Some differences existed in the ESWT protocols adopted by the selected studies (Table 2). All studies applied standard care of wounds as the control, except for Wang et al,26, 31 where both HBOT and standard care were used in the control group. With regards to the type of ESWs, focused ESWs were applied in 5 studies, defocused ESWs in 4 studies, and radial ESWs in 1 study. The frequency of ESWT varied from 0.5 to 2 sessions per week for a duration of 1 to 8 weeks.
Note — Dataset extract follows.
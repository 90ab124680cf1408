//! WAL test suite

mod reader_tests;
mod recovery_tests;
mod writer_tests;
The ESWT impulses used ranged from 25 to 500 pulses/cm2 (wound area) or pulses/cm (wound length), with energy density (ED) between 0.03 and 0.23 mJ/mm2.
Table 2.
Study/year | ESWT protocol | Protocol of CWT | ||||||
---|---|---|---|---|---|---|---|---|
Type of ESWT | ED (mJ/mm2) | Frequency (pulses/cm2) | No. of treatment sessions per week | Total treatment course | Total number of treatment sessions | |||
1 | Dumfarth et al32 | fESWT | 0.1 | 25 | 1 | 1 wk | 1 | Non‐occlusive surgical dressing, absorbable sutures, staples, drains, debridement, and antibiotic treatment |
2 | Moretti et al33 | fESWT | 0.03 | 100 | 2 | 1.5 wk | 3 | Therapeutic footwear, debridement, and dressing |
3 | Wang et al26 | fESWT | 0.11 | 300 + 100 | 1/2 wk | 6 wk | 3 | 1. HBOT daily for 20 treatments; 2. CWT: offloading on the affected foot, wound cleansing with sterile normal saline solution, and application of silver sulfadiazine cream |
4 | Larking et al34 | dESWT | 0.1 | 200 + 100 | 1 | 4 wk | 4 | Debridement and dressing |
5 | Ottomann et al30 | dESWT | 0.1 | 100 | 1 | 1 wk | 1 | Non‐adherent silicone mesh and antiseptic gel (polyhexanide/octenidine) |
6 | Wang et al31 | fESWT | 0.23 | 500 | 2 | 3 wk | 6 | 1. HBOT daily for 20 treatments; 2. CWT: offloading on the affected foot, wound cleansing with sterile normal saline solution, and application of silver sulfadiazine cream |
7 | Ottomann et al29 | dESWT | 0.1 | 100 | 1 | 1 wk | 1 | Burn wound debridement and topical antiseptic therapy |
8 | Nossair et al35 | rESWT | 0.1 | 500 | 1 | 3 wk | 3 | Debridement, adequate pressure relief, and treatment of infection |
9 | Omar et al36 | dESWT | 0.11 | 100 | 2 (with 1wk interval) | 8 wk | 8 | Debridement, blood‐glucose control agents, and footwear modification for pressure reduction |
10 | Jeppesen et al37 | fESWT | 0.2 | 250‐500 | 2 | 3 wk | 6 | Standard wound care (Danish national clinical guidelines) |
Abbreviations: CWT, conventional wound therapy; ED, energy density; ESWT, extracorporeal shock wave therapy; dESWT, defocused extracorporeal shock wave therapy; fESWT, focused extracorporeal shock wave therapy; HBOT, hyperbaric oxygen therapy; rESWT, radial extracorporeal shock wave therapy.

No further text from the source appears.